Synthesis of Cocos nucifera derived surfactant and its application in growth kinetics of methane gas hydrates for energy storage and transportation

Abstract

The impact of surfactants on the formation kinetics and storage of gaseous fuels such as methane, propane, and hydrogen in the form of gas hydrates is well known. However, the excess generation of stable, hard, and toxic foam is one of the significant operational challenges (for the scale-up of gas hydrate processes) associated with conventional surfactants. This study is an attempt to fulfill the quest for mild, inexpensive, biocompatible, and efficient hydrate former required to develop a sustainable gas hydrate process. The present investigation reports the synthesis and application of Cocosnucifera-derived surfactant (CDS). The synthesized surfactant CDS may help in filling the gap by opening new opportunities in the storage and transport of natural gas in the form of gas hydrates. Here, the synthesis of CDS was followed by its characterization by H1 NMR, C13 NMR, FTIR (ATR), µ-DSC/TGA, and XRD, in addition to property evaluation such as foam stability, wettability, recovery, and recyclability. The comparative methane gas hydrate investigations on sodium dodecyl sulfate (SDS), sodium dodecyl benzene sulfonate (SDBS), and CDS were launched to determine their gas uptake behavior and water conversion efficiencies.
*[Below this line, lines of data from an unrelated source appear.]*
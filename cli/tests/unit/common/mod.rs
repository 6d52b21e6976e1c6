//! Test doubles shared by the integration tests

#![allow(dead_code)]

use std::collections::VecDeque;
use std::io::{Cursor, Write};
use std::path::Path;
use std::sync::{Arc, Mutex};
use std::time::Duration;

use async_trait::async_trait;
use base64::{engine::general_purpose::STANDARD, Engine as _};
use deploy_api::models::{
    AccessInfo, BuildOutput, CreateDeploymentRequest, CreateDeploymentResponse, DeploymentPhase,
    DeploymentRecord, DeploymentStatus, LockInfo,
};
use deployctl::deploy::archive::ArchiveBuilder;
use deployctl::deploy::build::{ArchiveStream, BuildStatusEvent, BuildSubmitter, StatusSink};
use deployctl::deploy::gate::DeployGate;
use deployctl::deploy::lifecycle::DeploymentStore;
use deployctl::errors::CliError;
use tokio::io::AsyncReadExt;

/// One call received by [`RecordingStore`]
#[derive(Debug, Clone)]
pub enum StoreCall {
    Create(CreateDeploymentRequest),
    Phase(DeploymentPhase),
    AppVersion(String),
    Status(DeploymentStatus, Option<String>),
    Failed { message: String, logs: String },
}

/// In-memory deployment store recording every call
#[derive(Clone)]
pub struct RecordingStore {
    calls: Arc<Mutex<Vec<StoreCall>>>,
    create_response: Arc<Mutex<CreateDeploymentResponse>>,
    fail_rich_update: bool,
    failed_delay: Duration,
}

pub const DEPLOYMENT_ID: &str = "dep-7";

impl RecordingStore {
    pub fn new() -> Self {
        let record = DeploymentRecord {
            id: DEPLOYMENT_ID.to_string(),
            app_name: "shop".to_string(),
            cluster_id: "prod".to_string(),
            app_version_id: "pending-build".to_string(),
            phase: None,
            status: DeploymentStatus::Pending,
            git_info: None,
            error_message: None,
            build_logs: None,
            deployed_at: None,
        };
        Self {
            calls: Arc::new(Mutex::new(Vec::new())),
            create_response: Arc::new(Mutex::new(CreateDeploymentResponse {
                deployment: Some(record),
                ..Default::default()
            })),
            fail_rich_update: false,
            failed_delay: Duration::ZERO,
        }
    }

    /// Store whose create call reports a lock held by another deployment
    pub fn locked(lock: LockInfo) -> Self {
        let store = Self::new();
        *store.create_response.lock().unwrap() = CreateDeploymentResponse {
            deployment: None,
            error: Some("deployment lock held".to_string()),
            lock_info: Some(lock),
        };
        store
    }

    pub fn with_create_response(self, response: CreateDeploymentResponse) -> Self {
        *self.create_response.lock().unwrap() = response;
        self
    }

    /// Make the rich failure update return an error
    pub fn failing_rich_update(mut self) -> Self {
        self.fail_rich_update = true;
        self
    }

    /// Delay the rich failure update
    pub fn slow_failure_report(mut self, delay: Duration) -> Self {
        self.failed_delay = delay;
        self
    }

    pub fn calls(&self) -> Vec<StoreCall> {
        self.calls.lock().unwrap().clone()
    }

    pub fn phases(&self) -> Vec<DeploymentPhase> {
        self.calls()
            .into_iter()
            .filter_map(|c| match c {
                StoreCall::Phase(p) => Some(p),
                _ => None,
            })
            .collect()
    }

    pub fn created(&self) -> usize {
        self.calls()
            .iter()
            .filter(|c| matches!(c, StoreCall::Create(_)))
            .count()
    }

    pub fn active_marks(&self) -> usize {
        self.calls()
            .iter()
            .filter(|c| matches!(c, StoreCall::Status(DeploymentStatus::Active, _)))
            .count()
    }

    /// Rich failure reports and status-only failure updates
    pub fn failure_marks(&self) -> Vec<StoreCall> {
        self.calls()
            .into_iter()
            .filter(|c| {
                matches!(
                    c,
                    StoreCall::Failed { .. } | StoreCall::Status(DeploymentStatus::Failed, _)
                )
            })
            .collect()
    }

    /// Message of the only failure recorded
    pub fn failure_message(&self) -> String {
        let marks = self.failure_marks();
        assert_eq!(marks.len(), 1, "expected exactly one failure mark: {:?}", marks);
        match &marks[0] {
            StoreCall::Failed { message, .. } => message.clone(),
            StoreCall::Status(_, message) => message.clone().unwrap_or_default(),
            _ => unreachable!(),
        }
    }

    fn record(&self, call: StoreCall) {
        self.calls.lock().unwrap().push(call);
    }
}

#[async_trait]
impl DeploymentStore for RecordingStore {
    async fn create(&self, request: CreateDeploymentRequest) -> Result<CreateDeploymentResponse, CliError> {
        self.record(StoreCall::Create(request));
        Ok(self.create_response.lock().unwrap().clone())
    }

    async fn update_phase(&self, _id: &str, phase: DeploymentPhase) -> Result<(), CliError> {
        self.record(StoreCall::Phase(phase));
        Ok(())
    }

    async fn update_app_version(&self, _id: &str, version: &str) -> Result<(), CliError> {
        self.record(StoreCall::AppVersion(version.to_string()));
        Ok(())
    }

    async fn update_status(
        &self,
        _id: &str,
        status: DeploymentStatus,
        error_message: Option<&str>,
    ) -> Result<(), CliError> {
        self.record(StoreCall::Status(status, error_message.map(str::to_string)));
        Ok(())
    }

    async fn update_failed(&self, _id: &str, error_message: &str, build_logs: &str) -> Result<(), CliError> {
        if !self.failed_delay.is_zero() {
            tokio::time::sleep(self.failed_delay).await;
        }
        if self.fail_rich_update {
            return Err(CliError::StoreError("rich update rejected".to_string()));
        }
        self.record(StoreCall::Failed {
            message: error_message.to_string(),
            logs: build_logs.to_string(),
        });
        Ok(())
    }
}

/// One scripted builder action
#[derive(Debug, Clone)]
pub enum Step {
    /// Read the whole archive, as the upload would
    Upload,
    Event(BuildStatusEvent),
    Sleep(Duration),
    /// Never return
    Hang,
    Finish(BuildOutput),
    Fail(String),
}

/// Builder replaying a fixed script
#[derive(Clone)]
pub struct ScriptedBuilder {
    steps: Arc<Mutex<VecDeque<Step>>>,
    uploaded: Arc<Mutex<usize>>,
}

impl ScriptedBuilder {
    pub fn new(steps: Vec<Step>) -> Self {
        Self {
            steps: Arc::new(Mutex::new(steps.into())),
            uploaded: Arc::new(Mutex::new(0)),
        }
    }

    pub fn uploaded_bytes(&self) -> usize {
        *self.uploaded.lock().unwrap()
    }

    fn next_step(&self) -> Option<Step> {
        self.steps.lock().unwrap().pop_front()
    }
}

#[async_trait]
impl BuildSubmitter for ScriptedBuilder {
    async fn build_from_tar(
        &self,
        _app: &str,
        mut archive: ArchiveStream,
        sink: &mut dyn StatusSink,
    ) -> Result<BuildOutput, CliError> {
        while let Some(step) = self.next_step() {
            match step {
                Step::Upload => {
                    let mut bytes = Vec::new();
                    archive
                        .read_to_end(&mut bytes)
                        .await
                        .map_err(|e| CliError::TransportError(e.to_string()))?;
                    *self.uploaded.lock().unwrap() += bytes.len();
                }
                Step::Event(event) => sink.on_event(event).await,
                Step::Sleep(duration) => tokio::time::sleep(duration).await,
                Step::Hang => std::future::pending::<()>().await,
                Step::Finish(output) => return Ok(output),
                Step::Fail(message) => return Err(CliError::TransportError(message)),
            }
        }
        Err(CliError::TransportError("build stream ended without a result".to_string()))
    }
}

/// Archiver serving fixed bytes
#[derive(Clone)]
pub struct MemoryArchiver {
    bytes: Vec<u8>,
    include_seen: Arc<Mutex<Vec<String>>>,
}

impl MemoryArchiver {
    pub fn new(len: usize) -> Self {
        Self {
            bytes: vec![7u8; len],
            include_seen: Arc::new(Mutex::new(Vec::new())),
        }
    }

    pub fn include_seen(&self) -> Vec<String> {
        self.include_seen.lock().unwrap().clone()
    }
}

#[async_trait]
impl ArchiveBuilder for MemoryArchiver {
    async fn build(&self, _dir: &Path, include: &[String]) -> Result<ArchiveStream, CliError> {
        *self.include_seen.lock().unwrap() = include.to_vec();
        Ok(Box::pin(Cursor::new(self.bytes.clone())))
    }
}

/// Archiver that cannot start
pub struct BrokenArchiver;

#[async_trait]
impl ArchiveBuilder for BrokenArchiver {
    async fn build(&self, _dir: &Path, _include: &[String]) -> Result<ArchiveStream, CliError> {
        Err(CliError::ArchiveError("tar not found".to_string()))
    }
}

/// Gate rejecting every directory
pub struct RejectingGate;

#[async_trait]
impl DeployGate for RejectingGate {
    async fn check_allowed(&self, _dir: &Path) -> Result<(), CliError> {
        Err(CliError::GateRejected {
            reason: "no 'web' service defined".to_string(),
            remedy: "Add a web service".to_string(),
        })
    }
}

/// Cloneable in-memory writer
#[derive(Clone, Default)]
pub struct SharedBuffer(Arc<Mutex<Vec<u8>>>);

impl SharedBuffer {
    pub fn text(&self) -> String {
        String::from_utf8_lossy(&self.0.lock().unwrap()).to_string()
    }
}

impl Write for SharedBuffer {
    fn write(&mut self, buf: &[u8]) -> std::io::Result<usize> {
        self.0.lock().unwrap().extend_from_slice(buf);
        Ok(buf.len())
    }

    fn flush(&mut self) -> std::io::Result<()> {
        Ok(())
    }
}

pub fn message(text: &str) -> Step {
    Step::Event(BuildStatusEvent::Message(text.to_string()))
}

/// Solve status with one transfer
pub fn transfer(id: &str, total: i64, current: i64) -> Step {
    let json = format!(
        r#"{{"Statuses":[{{"ID":"{}","Vertex":"sha256:v1","Total":{},"Current":{}}}]}}"#,
        id, total, current
    );
    Step::Event(BuildStatusEvent::Buildkit(json.into_bytes()))
}

/// Solve status with a failed step and its log output
pub fn failed_step(error: &str, log: &str) -> Step {
    let json = format!(
        r#"{{"Vertexes":[{{"Digest":"sha256:run","Name":"RUN make","Error":"{}"}}],
            "Logs":[{{"Vertex":"sha256:run","Stream":2,"Data":"{}"}}]}}"#,
        error,
        STANDARD.encode(log)
    );
    Step::Event(BuildStatusEvent::Buildkit(json.into_bytes()))
}

pub fn finish(version: &str) -> Step {
    Step::Finish(BuildOutput {
        version: version.to_string(),
        access_info: Some(AccessInfo {
            hostnames: vec!["shop.example.com".to_string()],
            default_route: false,
            cluster_hostname: String::new(),
        }),
    })
}
//! Wire models for the deployment record and build APIs.
//!
//! The CLI talks to two services: the deployment record store, which tracks
//! every deploy attempt, and the builder, which turns an uploaded source
//! archive into an application version while streaming status frames back.

pub mod models;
Moreover, the morphology study was conducted to determine the real-time gas hydrate growth patterns and behavior to predict its correlation with the gas uptake data and mass transfer limitations. Overall, CDS surfactant showed competitive growth of the methane gas hydrates and proved a promising substitute for kinetic promotion. Additionally, the gas storage and transportation studies were conducted using laboratory-developed pellets under controlled conditions, and a process flow diagram based on the gas hydrate technology was demonstrated.